◆ Work instruction ◆
Reproduce every entry in the listing without alteration.

----------

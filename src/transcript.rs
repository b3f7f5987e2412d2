//! Session transcripts and their JSON form

use anyhow::{Context, Result};
use serde::{Deserialize, Serialize};
use std::path::Path;

/// One command and the lines the program printed in response.
/// The initial entry has an empty command and holds the startup output.
#[derive(Debug, Clone, PartialEq, Eq, Serialize, Deserialize)]
pub struct TranscriptEntry {
    pub command: String,
    pub output: Vec<String>,
}

/// Ordered, append-only record of a session
#[derive(Debug, Clone, Default, PartialEq, Eq, Serialize, Deserialize)]
#[serde(transparent)]
pub struct SessionRecord {
    entries: Vec<TranscriptEntry>,
}

impl SessionRecord {
    pub fn new() -> Self {
        Self::default()
    }

    pub fn push(&mut self, command: impl Into<String>, output: Vec<String>) {
        self.entries.push(TranscriptEntry {
            command: command.into(),
            output,
        });
    }

    pub fn entries(&self) -> &[TranscriptEntry] {
        &self.entries
    }

    pub fn len(&self) -> usize {
        self.entries.len()
    }

    pub fn is_empty(&self) -> bool {
        self.entries.is_empty()
    }

    /// Pretty JSON with a four-space indent, non-ASCII kept as is
    pub fn to_json(&self) -> Result<String> {
        let mut buf = Vec::new();
        let formatter = serde_json::ser::PrettyFormatter::with_indent(b"    ");
        let mut serializer = serde_json::Serializer::with_formatter(&mut buf, formatter);
        self.serialize(&mut serializer)?;
        Ok(String::from_utf8(buf)?)
    }

    /// Write the transcript, creating the parent directory if needed
    pub async fn write_to(&self, path: &Path) -> Result<()> {
        if let Some(parent) = path.parent() {
            tokio::fs::create_dir_all(parent)
                .await
                .with_context(|| format!("Failed to create {}", parent.display()))?;
        }
        tokio::fs::write(path, self.to_json()?)
            .await
            .with_context(|| format!("Failed to write transcript {}", path.display()))
    }
}
use anyhow::Result;
use chrono::{DateTime, Local, Utc};
use std::path::Path;
use tracing::{debug, info};

use crate::cache::{CacheEntry, ResultCache};

fn format_timestamp(millis: i64) -> String {
    DateTime::<Utc>::from_timestamp_millis(millis)
        .map(|utc| utc.with_timezone(&Local).format("%Y-%m-%d %H:%M").to_string())
        .unwrap_or_else(|| "unknown time".to_string())
}

fn format_entry(entry: &CacheEntry) -> String {
    format!(
        "{}  [{}]  {}: {}",
        format_timestamp(entry.timestamp),
        entry.origin_folder,
        entry.intent,
        entry.message
    )
}

pub fn run_cache_list(cache_dir: &Path, limit: Option<usize>) -> Result<()> {
    let cache = ResultCache::open(cache_dir);
    debug!("Loaded {} cache entries from {}", cache.len(), cache.path().display());
    let entries = cache.snapshot_ordered_by_recency();

    if entries.is_empty() {
        println!("No cached suggestions.");
        return Ok(());
    }

    let shown = limit.unwrap_or(entries.len()).min(entries.len());
    for entry in &entries[..shown] {
        println!("{}", format_entry(entry));
    }
    if shown < entries.len() {
        println!("... and {} more", entries.len() - shown);
    }

    Ok(())
}

pub fn run_cache_clear(cache_dir: &Path) -> Result<()> {
    let mut cache = ResultCache::open(cache_dir);
    let removed = cache.clear();
    info!("Cleared suggestion cache at {}", cache.path().display());

    match removed {
        0 => println!("Cache was already empty."),
        1 => println!("✅ Removed 1 cached suggestion."),
        n => println!("✅ Removed {} cached suggestions.", n),
    }

    Ok(())
}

----------

◆ Written answer ◆
filename src/transcript.rs
repository b3f7f5987e2412d2
//! Session transcripts and their JSON form

use anyhow::{Context, Result};
use serde::{Deserialize, Serialize};
use std::path::Path;

/// One command and the lines the program printed in response.
/// The initial entry has an empty command and holds the startup output.
#[derive(Debug, Clone, PartialEq, Eq, Serialize, Deserialize)]
pub struct TranscriptEntry {
    pub command: String,
    pub output: Vec<String>,
}

/// Ordered, append-only record of a session
#[derive(Debug, Clone, Default, PartialEq, Eq, Serialize, Deserialize)]
#[serde(transparent)]
pub struct SessionRecord {
    entries: Vec<TranscriptEntry>,
}

impl SessionRecord {
    pub fn new() -> Self {
        Self::default()
    }

    pub fn push(&mut self, command: impl Into<String>, output: Vec<String>) {
        self.entries.push(TranscriptEntry {
            command: command.into(),
            output,
        });
    }

    pub fn entries(&self) -> &[TranscriptEntry] {
        &self.entries
    }

    pub fn len(&self) -> usize {
        self.entries.len()
    }

    pub fn is_empty(&self) -> bool {
        self.entries.is_empty()
    }

    /// Pretty JSON with a four-space indent, non-ASCII kept as is
    pub fn to_json(&self) -> Result<String> {
        let mut buf = Vec::new();
        let formatter = serde_json::ser::PrettyFormatter::with_indent(b"    ");
        let mut serializer = serde_json::Serializer::with_formatter(&mut buf, formatter);
        self.serialize(&mut serializer)?;
        Ok(String::from_utf8(buf)?)
    }

    /// Write the transcript, creating the parent directory if needed
    pub async fn write_to(&self, path: &Path) -> Result<()> {
        if let Some(parent) = path.parent() {
            tokio::fs::create_dir_all(parent)
                .await
                .with_context(|| format!("Failed to create {}", parent.display()))?;
        }
        tokio::fs::write(path, self.to_json()?)
            .await
            .with_context(|| format!("Failed to write transcript {}", path.display()))
    }
}
use anyhow::Result;
use chrono::{DateTime, Local, Utc};
use std::path::Path;
use tracing::{debug, info};

use crate::cache::{CacheEntry, ResultCache};

fn format_timestamp(millis: i64) -> String {
    DateTime::<Utc>::from_timestamp_millis(millis)
        .map(|utc| utc.with_timezone(&Local).format("%Y-%m-%d %H:%M").to_string())
        .unwrap_or_else(|| "unknown time".to_string())
}

fn format_entry(entry: &CacheEntry) -> String {
    format!(
        "{}  [{}]  {}: {}",
        format_timestamp(entry.timestamp),
        entry.origin_folder,
        entry.intent,
        entry.message
    )
}

pub fn run_cache_list(cache_dir: &Path, limit: Option<usize>) -> Result<()> {
    let cache = ResultCache::open(cache_dir);
    debug!("Loaded {} cache entries from {}", cache.len(), cache.path().display());
    let entries = cache.snapshot_ordered_by_recency();

    if entries.is_empty() {
        println!("No cached suggestions.");
        return Ok(());
    }

    let shown = limit.unwrap_or(entries.len()).min(entries.len());
    for entry in &entries[..shown] {
        println!("{}", format_entry(entry));
    }
    if shown < entries.len() {
        println!("... and {} more", entries.len() - shown);
    }

    Ok(())
}

pub fn run_cache_clear(cache_dir: &Path) -> Result<()> {
    let mut cache = ResultCache::open(cache_dir);
    let removed = cache.clear();
    info!("Cleared suggestion cache at {}", cache.path().display());

    match removed {
        0 => println!("Cache was already empty."),
        1 => println!("✅ Removed 1 cached suggestion."),
        n => println!("✅ Removed {} cached suggestions.", n),
    }

    Ok(())
}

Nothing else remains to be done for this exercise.